#### To do
Could you show all lines in the entries below that contain the string "port"?

#### Records for processing

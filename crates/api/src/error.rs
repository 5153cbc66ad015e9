use axum::extract::rejection::JsonRejection;
use axum::http::StatusCode;
use axum::response::{IntoResponse, Response};
use nook_core::auth::AuthFailure;
use nook_core::error::CoreError;
use nook_db::StoreError;

/// Application-level error type for HTTP handlers.
///
/// Wraps [`CoreError`] for domain errors and the store errors from
/// `nook_db`. Responses carry a bare status code, plus a short text body
/// for validation failures only.
#[derive(Debug, thiserror::Error)]
pub enum AppError {
    /// A domain-level error from `nook_core`.
    #[error(transparent)]
    Core(#[from] CoreError),

    /// An item-store write that failed or touched the wrong number of rows.
    #[error("Store error: {0}")]
    Store(#[from] StoreError),

    /// A database error from sqlx.
    #[error("Database error: {0}")]
    Database(#[from] sqlx::Error),

    /// A bad request with a human-readable message.
    #[error("Bad request: {0}")]
    BadRequest(String),
}

/// Convenience type alias for handler return values.
pub type AppResult<T> = Result<T, AppError>;

impl From<AuthFailure> for AppError {
    fn from(failure: AuthFailure) -> Self {
        AppError::Core(CoreError::Unauthorized(failure))
    }
}

impl From<JsonRejection> for AppError {
    fn from(rejection: JsonRejection) -> Self {
        AppError::BadRequest(rejection.body_text())
    }
}

impl IntoResponse for AppError {
    fn into_response(self) -> Response {
        match self {
            AppError::Core(CoreError::Validation(msg)) | AppError::BadRequest(msg) => {
                tracing::debug!(error = %msg, "Rejected request");
                (StatusCode::BAD_REQUEST, msg).into_response()
            }
            AppError::Core(CoreError::Unauthorized(failure)) => {
                tracing::debug!(error = %failure, "Unauthorized request");
                StatusCode::UNAUTHORIZED.into_response()
            }
            AppError::Store(err) => {
                tracing::error!(error = %err, "Store write failed");
                StatusCode::BAD_REQUEST.into_response()
            }
            AppError::Database(err) => {
                tracing::error!(error = %err, "Database error");
                StatusCode::BAD_REQUEST.into_response()
            }
        }
    }
}
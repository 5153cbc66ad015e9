use std::net::SocketAddr;
use std::sync::Arc;

use tracing_subscriber::{layer::SubscriberExt, util::SubscriberInitExt};

use nook_api::config::ServerConfig;
use nook_api::router::build_app_router;
use nook_api::state::AppState;

#[tokio::main]
async fn main() {
    dotenvy::dotenv().ok();

    // --- Tracing ---
    tracing_subscriber::registry()
        .with(
            tracing_subscriber::EnvFilter::try_from_default_env()
                .unwrap_or_else(|_| "nook_api=debug,tower_http=debug".into()),
        )
        .with(tracing_subscriber::fmt::layer())
        .init();

    // --- Configuration ---
    let config = ServerConfig::from_env().expect("Invalid server configuration");
    tracing::info!(host = %config.host, port = %config.port, "Loaded server configuration");

    // --- Database ---
    let pool = nook_db::create_pool(&config.database_url, config.database_max_connections)
        .await
        .expect("Failed to connect to database");
    tracing::info!(
        max_connections = config.database_max_connections,
        "Database connection pool created"
    );

    nook_db::health_check(&pool)
        .await
        .expect("Database health check failed");
    tracing::info!("Database health check passed");

    nook_db::run_migrations(&pool)
        .await
        .expect("Failed to run database migrations");
    tracing::info!("Database migrations applied");

    // --- App state ---
    let state = AppState {
        pool: pool.clone(),
        config: Arc::new(config.clone()),
    };

    let app = build_app_router(state);

    // --- Start server ---
    let addr = SocketAddr::new(
        config.host.parse().expect("Invalid HOST address"),
        config.port,
    );
    tracing::info!(%addr, "Starting server");

    let listener = tokio::net::TcpListener::bind(addr)
        .await
        .expect("Failed to bind to address");

    axum::serve(listener, app)
        .with_graceful_shutdown(shutdown_signal())
        .await
        .expect("Server error");

    tracing::info!("Server stopped accepting connections, closing database pool");
    pool.close().await;
    tracing::info!("Graceful shutdown complete");
}

/// Wait for SIGINT or SIGTERM (on Unix) to initiate graceful shutdown.
async fn shutdown_signal() {
    let ctrl_c = async {
        tokio::signal::ctrl_c()
            .await
            .expect("Failed to install Ctrl-C handler");
    };

    #[cfg(unix)]
    let terminate = async {
        tokio::signal::unix::signal(tokio::signal::unix::SignalKind::terminate())
            .expect("Failed to install SIGTERM handler")
            .recv()
            .await;
    };

    #[cfg(not(unix))]
    let terminate = std::future::pending::<()>();

    tokio::select! {
        () = ctrl_c => {
            tracing::info!("Received SIGINT (Ctrl-C), starting graceful shutdown");
        }
        () = terminate => {
            tracing::info!("Received SIGTERM, starting graceful shutdown");
        }
    }
}
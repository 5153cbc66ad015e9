//! Repository for the `users` table (the credential store).

use nook_core::types::UserId;
use sqlx::PgPool;

use crate::models::session::Session;
use crate::models::user::{CreateUser, User};

/// Column list shared across queries to avoid repetition.
const COLUMNS: &str = "id, username, email, password_hash, password_salt, create_time";

/// Provides lookups and creation for user credentials.
pub struct UserRepo;

impl UserRepo {
    /// Insert a new user, returning the created row.
    pub async fn create(pool: &PgPool, input: &CreateUser) -> Result<User, sqlx::Error> {
        let query = format!(
            "INSERT INTO users (id, username, email, password_hash, password_salt, create_time)
             VALUES ($1, $2, $3, $4, $5, COALESCE($6, NOW()))
             RETURNING {COLUMNS}"
        );
        sqlx::query_as::<_, User>(&query)
            .bind(input.id)
            .bind(&input.username)
            .bind(&input.email)
            .bind(&input.password_hash)
            .bind(&input.password_salt)
            .bind(input.create_time)
            .fetch_one(pool)
            .await
    }

    /// Insert a new user together with its first session.
    ///
    /// Both rows are written in one transaction so a failed session insert
    /// (e.g. a reused token) never leaves an orphaned account behind.
    pub async fn register(
        pool: &PgPool,
        input: &CreateUser,
        session_id: &str,
    ) -> Result<(User, Session), sqlx::Error> {
        let mut tx = pool.begin().await?;

        let user_query = format!(
            "INSERT INTO users (id, username, email, password_hash, password_salt, create_time)
             VALUES ($1, $2, $3, $4, $5, COALESCE($6, NOW()))
             RETURNING {COLUMNS}"
        );
        let user = sqlx::query_as::<_, User>(&user_query)
            .bind(input.id)
            .bind(&input.username)
            .bind(&input.email)
            .bind(&input.password_hash)
            .bind(&input.password_salt)
            .bind(input.create_time)
            .fetch_one(&mut *tx)
            .await?;

        let session = sqlx::query_as::<_, Session>(
            "INSERT INTO sessions (id, user_id, create_time)
             VALUES ($1, $2, $3)
             RETURNING id, user_id, create_time",
        )
        .bind(session_id)
        .bind(user.id)
        .bind(user.create_time)
        .fetch_one(&mut *tx)
        .await?;

        tx.commit().await?;
        Ok((user, session))
    }

    /// Find a user by id.
    pub async fn find_by_id(pool: &PgPool, id: UserId) -> Result<Option<User>, sqlx::Error> {
        let query = format!("SELECT {COLUMNS} FROM users WHERE id = $1");
        sqlx::query_as::<_, User>(&query)
            .bind(id)
            .fetch_optional(pool)
            .await
    }

    /// Find a user by username, ignoring case.
    pub async fn find_by_username(
        pool: &PgPool,
        username: &str,
    ) -> Result<Option<User>, sqlx::Error> {
        let query = format!("SELECT {COLUMNS} FROM users WHERE lower(username) = lower($1)");
        sqlx::query_as::<_, User>(&query)
            .bind(username)
            .fetch_optional(pool)
            .await
    }
}
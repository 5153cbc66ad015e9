//! Collection item model and the typed partial-update contract.

use nook_core::types::{ItemStatus, Timestamp, UserId, VariantId};
use serde::Serialize;
use sqlx::FromRow;

/// A row from the `items` table.
#[derive(Debug, Clone, PartialEq, Eq, FromRow, Serialize)]
#[serde(rename_all = "camelCase")]
pub struct ItemRecord {
    pub user_id: UserId,
    pub item_id: String,
    pub variant: VariantId,
    /// `None` until a status has been written for this key.
    pub status: Option<ItemStatus>,
    pub note: Option<String>,
    pub update_time: Timestamp,
}

/// Columns to write for one key. `None` leaves the column as it is on update
/// and NULL on insert.
#[derive(Debug, Clone, Default, PartialEq, Eq)]
pub struct ItemPatch {
    pub status: Option<ItemStatus>,
    pub note: Option<String>,
}

impl ItemPatch {
    pub fn status(status: ItemStatus) -> Self {
        Self {
            status: Some(status),
            note: None,
        }
    }

    pub fn note(note: impl Into<String>) -> Self {
        Self {
            status: None,
            note: Some(note.into()),
        }
    }
}
//! Session model and DTOs.

use nook_core::types::{Timestamp, UserId};
use sqlx::FromRow;

/// A row from the `sessions` table. The id is the bearer token itself.
#[derive(Debug, Clone, FromRow)]
pub struct Session {
    pub id: String,
    pub user_id: UserId,
    pub create_time: Timestamp,
}

/// DTO for creating a session with a client-generated token.
#[derive(Debug, Clone)]
pub struct CreateSession {
    pub id: String,
    pub user_id: UserId,
    /// Defaults to now when absent.
    pub create_time: Option<Timestamp>,
}
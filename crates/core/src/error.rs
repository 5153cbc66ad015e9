use crate::auth::AuthFailure;

#[derive(Debug, thiserror::Error)]
pub enum CoreError {
    #[error("Validation failed: {0}")]
    Validation(String),

    #[error("Unauthorized: {0}")]
    Unauthorized(#[from] AuthFailure),
}
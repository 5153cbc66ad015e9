/// Failure of an item-store write.
#[derive(Debug, thiserror::Error)]
pub enum StoreError {
    #[error(transparent)]
    Sqlx(#[from] sqlx::Error),

    /// The statement ran but touched a different number of rows than the
    /// operation requires.
    #[error("{operation} affected {actual} rows, expected {expected}")]
    UnexpectedRowCount {
        operation: &'static str,
        expected: u64,
        actual: u64,
    },
}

#### Result for this task
    tracing::info!(host = %config.host, port = %config.port, "Loaded server configuration");
        config.port,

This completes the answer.